Extracts from a draft for a speech to be given by new Prime Minister Harold Macmillan at Leicester on 18th March 1957 (CAB 21/4767)

Transcript

Finally, I would like to say a word on what I would call the philosophy of the Opportunity State. I do not know who first invented this phrase. But I think it very well expresses the difference, perhaps the most serious difference, between the two Parties. The Socialists believe, at least I suppose they believe, in the nationalisation of all the means of production, distribution and exchange. That is what Socialism is

The Tory Party does not stand today for collectivism, communism, socialism, the destruction of all private rights of the individual. Nor does it stand for a return to the extreme individualism of the nineteenth century.  The Tory Party stands today, as it has always stood, to block the way to both those extremes and point the path towards moderate and balanced views.
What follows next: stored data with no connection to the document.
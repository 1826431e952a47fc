//! Shared data models for a lint run.

pub mod exclusions;
pub mod spec_file;

pub use exclusions::ExclusionSet;
pub use spec_file::SpecFile;

#[derive(Debug, Clone, Copy, PartialEq, Eq)]
/// How a consuming app would link the plugin; each mode is linted separately.
pub enum LintMode {
    Framework,
    Library,
}

impl LintMode {
    /// Both modes in the order their output is printed.
    pub const ALL: [LintMode; 2] = [LintMode::Framework, LintMode::Library];

    pub fn label(self) -> &'static str {
        match self {
            LintMode::Framework => "framework",
            LintMode::Library => "library",
        }
    }
}

#[derive(Debug, Clone, PartialEq, Eq)]
/// Verdict for one podspec.
pub struct LintOutcome {
    pub stem: String,
    pub passed: bool,
}

#[derive(Debug, Default, Clone, PartialEq, Eq)]
/// Failing podspec stems in the order they were linted.
pub struct RunReport {
    pub failures: Vec<String>,
    pub linted: usize,
}

impl RunReport {
    pub fn record(&mut self, outcome: LintOutcome) {
        self.linted += 1;
        if !outcome.passed {
            self.failures.push(outcome.stem);
        }
    }

    pub fn has_failures(&self) -> bool {
        !self.failures.is_empty()
    }
}

#[derive(Debug, Clone, PartialEq, Eq)]
/// Final state of a run.
pub enum RunStatus {
    /// A gate declined the run; nothing was linted.
    Skipped,
    Passed(RunReport),
    Failed(RunReport),
}
//! Exclusion lists keyed by podspec basename without extension.

use std::collections::BTreeSet;

#[derive(Debug, Default, Clone, PartialEq, Eq)]
/// `skip` removes a podspec from the run; `no_analyze` only drops `--analyze`.
///
/// Entries that match no discovered podspec are ignored.
pub struct ExclusionSet {
    pub skip: BTreeSet<String>,
    pub no_analyze: BTreeSet<String>,
}

impl ExclusionSet {
    pub fn new<S, N>(skip: S, no_analyze: N) -> Self
    where
        S: IntoIterator,
        S::Item: Into<String>,
        N: IntoIterator,
        N::Item: Into<String>,
    {
        ExclusionSet {
            skip: skip.into_iter().map(Into::into).collect(),
            no_analyze: no_analyze.into_iter().map(Into::into).collect(),
        }
    }

    pub fn is_skipped(&self, stem: &str) -> bool {
        self.skip.contains(stem)
    }

    pub fn runs_analyzer(&self, stem: &str) -> bool {
        !self.no_analyze.contains(stem)
    }
}
//! Fatal error conditions for a podlint run.
//!
//! Expected lint failures are never errors; they end up in the run report.
//! Everything here aborts the run and maps to a process exit code in `main`.

use std::path::PathBuf;
use thiserror::Error;

/// Exit code used when any podspec fails linting.
pub const EXIT_LINT_FAILED: i32 = 1;
/// Exit code used for configuration mistakes.
pub const EXIT_CONFIG: i32 = 2;

#[derive(Debug, Error)]
pub enum PodlintError {
    /// The startup probe could not find or run the lint executable.
    #[error("unable to run '{command}' (exit code {code})")]
    CommandUnavailable { command: String, code: i32 },

    #[error("failed to spawn '{command}': {source}")]
    Spawn {
        command: String,
        #[source]
        source: std::io::Error,
    },

    #[error("invalid config {}: {message}", path.display())]
    Config { path: PathBuf, message: String },

    #[error("invalid shard settings: index {index} with count {count}")]
    InvalidShard { index: usize, count: usize },

    #[error("packages directory not found: {}", .0.display())]
    PackagesDirMissing(PathBuf),

    #[error("failed to start lint workers: {0}")]
    Workers(#[from] rayon::ThreadPoolBuildError),
}

impl PodlintError {
    /// Process exit code for this error.
    pub fn exit_code(&self) -> i32 {
        match self {
            PodlintError::CommandUnavailable { code, .. } if *code > 0 => *code,
            PodlintError::CommandUnavailable { .. }
            | PodlintError::Spawn { .. }
            | PodlintError::Workers(_) => 1,
            PodlintError::Config { .. }
            | PodlintError::InvalidShard { .. }
            | PodlintError::PackagesDirMissing(_) => EXIT_CONFIG,
        }
    }
}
Today, it is Socialism that is in danger. This Britain of ours cannot live on a kind of sloppy, socialised basis. It can only live if opportunity is given to the bold, the strong, the adventurous, to make their way in the world and are not ashamed of it. This was the story of the first Elizabethan age. Let it be the story of the second.

I say therefore again as I said when I first took the leadership of the party- and this is the sentence that I would like you to remember-“We believe that unless we give the opportunity to the strong and able we shall never have the means to provide real protection for the weak and old.” That opportunity we are determined to give.